Dr. Rüdiger Maas: Unsere Studien haben gezeigt, dass 62 Prozent der Berufseinsteiger eine völlig andere Vorstellung von der Arbeitswelt haben, als sie dann vorfinden. Und da beginnen bereits die Spannungen. Fragt man junge Menschen, was ihnen am Arbeitsplatz wichtig ist, wird schnell „angenehme Arbeitsatmosphäre“ (88,7 %)  genannt. Natürlich will niemand das Gegenteil, aber tatsächlich war so eine Forderung vor zehn bis 20  Jahren undenkbar. Zumindest wurde es nicht als Erstes genannt. Der soziodemografische Wandel macht es möglich, dass die Jungen sich heute vielerorts den Arbeitsplatz aussuchen können. Dadurch steigt der Anspruch und man ist weniger zufrieden mit dem, was man bekommt. FOBO steht für „Fear of best Option“ und bedeutet, dass man nicht mit der Hoffnung, den besten Arbeitsplatz gefunden zu haben, in den Berufsalltag einsteigt, sondern mit der Angst, eine noch bessere Option nicht wahrgenommen zu haben. Ganz im Sinne von: „Lieber Arbeitgeber, am Ende habe ich mich für dich entschieden und du nicht für mich“, beginnt man den Eintritt in die Arbeit. Findet man dann nicht das, was man sich vorgestellt hat, ist man schneller geneigt, zu gehen. Vor allem dann, wenn die Menschen sich dem „Neuen“ oder der „Neuen“ gegenüber nicht dankbar zeigen, weil er oder sie sich für dieses Unternehmen entschieden hat. Wenn das ausbleibt, wird schnell gekündigt. Die Gründe hierfür fangen bei der Führung an und hören bei den Überstunden auf. Und genau da clashen Welten aufeinander zwischen Alt und Jung, schlicht weil sie völlig unterschiedliche Berufseinstiege hatten und infolgedessen unterschiedliche Arbeitshaltungen haben.

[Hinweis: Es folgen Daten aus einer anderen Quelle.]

//! Logistic regression classifiers
//!
//! Two families share the helpers in this module:
//! - [`binary`]: one-vs-all, one independent binary model per class
//! - [`multinomial`]: a single jointly optimized weight matrix
//!
//! Weight layouts are bias-first: row 0 of a (D+1)×K weight matrix (or
//! element 0 of a D+1 weight vector) multiplies the constant 1.0 that is
//! prepended to every sample.

pub mod binary;
pub mod multinomial;

pub use self::binary::*;
pub use self::multinomial::*;

use crate::core::{ClassifierError, Result};
use ndarray::{s, Array1, Array2, ArrayView1, ArrayView2};

/// Logistic function 1 / (1 + e^(-z))
pub fn sigmoid(z: f64) -> f64 {
    1.0 / (1.0 + (-z).exp())
}

/// One-hot encode labels into an N×`n_class` matrix
pub fn one_hot(labels: ArrayView1<usize>, n_class: usize) -> Result<Array2<f64>> {
    let mut encoded = Array2::zeros((labels.len(), n_class));
    for (i, &label) in labels.iter().enumerate() {
        if label >= n_class {
            return Err(ClassifierError::InvalidDataset(format!(
                "Label {label} at row {i} is outside 0..{n_class}"
            )));
        }
        encoded[[i, label]] = 1.0;
    }
    Ok(encoded)
}

/// `w · [1, x_i]` for every row of `data`
pub(crate) fn bias_scores(data: ArrayView2<f64>, weights: ArrayView1<f64>) -> Array1<f64> {
    data.dot(&weights.slice(s![1..])) + weights[0]
}

/// `W[:, k] · [1, x_i]` for every row of `data` and every column of `weights`
pub(crate) fn bias_scores_matrix(data: ArrayView2<f64>, weights: ArrayView2<f64>) -> Array2<f64> {
    data.dot(&weights.slice(s![1.., ..])) + &weights.row(0)
}

/// Weight rows must be the feature count plus the bias row
pub(crate) fn check_weight_rows(weight_rows: usize, n_features: usize) -> Result<()> {
    if weight_rows != n_features + 1 {
        return Err(ClassifierError::DimensionMismatch {
            expected: n_features + 1,
            actual: weight_rows,
        });
    }
    Ok(())
}

#[cfg(test)]
mod tests {
    use super::*;
    use approx::assert_relative_eq;
    use ndarray::array;

    #[test]
    fn test_sigmoid_at_zero() {
        assert_eq!(sigmoid(0.0), 0.5);
    }

    #[test]
    fn test_sigmoid_range_and_symmetry() {
        for &z in &[-30.0, -5.0, -0.3, 0.7, 4.0, 30.0] {
            let s = sigmoid(z);
            assert!(s > 0.0 && s < 1.0, "sigmoid({z}) = {s}");
            assert_relative_eq!(sigmoid(-z), 1.0 - s, epsilon = 1e-12);
        }
    }

    #[test]
    fn test_one_hot_rows_sum_to_one() {
        let labels = array![2, 0, 1, 2];
        let encoded = one_hot(labels.view(), 3).unwrap();

        assert_eq!(encoded.dim(), (4, 3));
        assert_eq!(encoded[[0, 2]], 1.0);
        assert_eq!(encoded[[1, 0]], 1.0);
        for row in encoded.outer_iter() {
            assert_eq!(row.sum(), 1.0);
        }
    }

    #[test]
    fn test_one_hot_rejects_out_of_range_label() {
        let labels = array![0, 5];
        assert!(one_hot(labels.view(), 3).is_err());
    }

    #[test]
    fn test_bias_scores() {
        let data = array![[1.0, 2.0], [0.0, -1.0]];
        let weights = array![0.5, 1.0, -1.0];
        let scores = bias_scores(data.view(), weights.view());
        assert_eq!(scores, array![-0.5, 1.5]);
    }

    #[test]
    fn test_bias_scores_matrix() {
        let data = array![[1.0, 2.0]];
        let weights = array![[1.0, 0.0], [1.0, 2.0], [0.0, 1.0]];
        let scores = bias_scores_matrix(data.view(), weights.view());
        assert_eq!(scores, array![[2.0, 4.0]]);
    }
}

Wie lassen sich am Arbeitsplatz mehr Momente von Verständnis, Respekt und Zusammenhalt zwischen den Generationen erzielen?

Dr. Rüdiger Maas: Es fängt schon damit an, einander wertfrei zuzuhören. Alt bei Jung und Jung bei Alt. Am Ende geht es nicht um besser oder schlechter, sondern um einen erweiterten Blick, und da müssen beide Parteien sich aufeinander einlassen. Die Jungen sind ja nicht losgelöst von der Umgebung so geworden, sondern weil wir alle das am Ende auch so wollten. Die Jugend ist also mehr oder weniger ein Spiegel unserer Gesellschaft.

Wie können Unternehmen die Stärken und Besonderheiten der Generation Z so für sich nutzbar machen, dass sie zugleich auch deren Bedürfnisse berücksichtigen?

Dr. Rüdiger Maas: Ich würde die Leitungsspannen kleiner machen, damit man entsprechend auch genügend Zeit für Führung hat und Spannungen aus den Gruppen herausnehmen kann. Dann gilt es, Potenziale aufzubauen. Auf so viele Stärken würde ich zunächst erst einmal gar nicht setzen. Was im Übrigen auch nicht schlimm ist, wenn man ein Gegenüber hat, das wirklich Lust hat, etwas zu lernen, sich etwas anzueignen und besser zu werden. Dafür braucht es aber entsprechende Rahmenbedingungen und von vornherein einen größeren Fokus auf Qualität anstatt einer erzwungenen „Quantität“.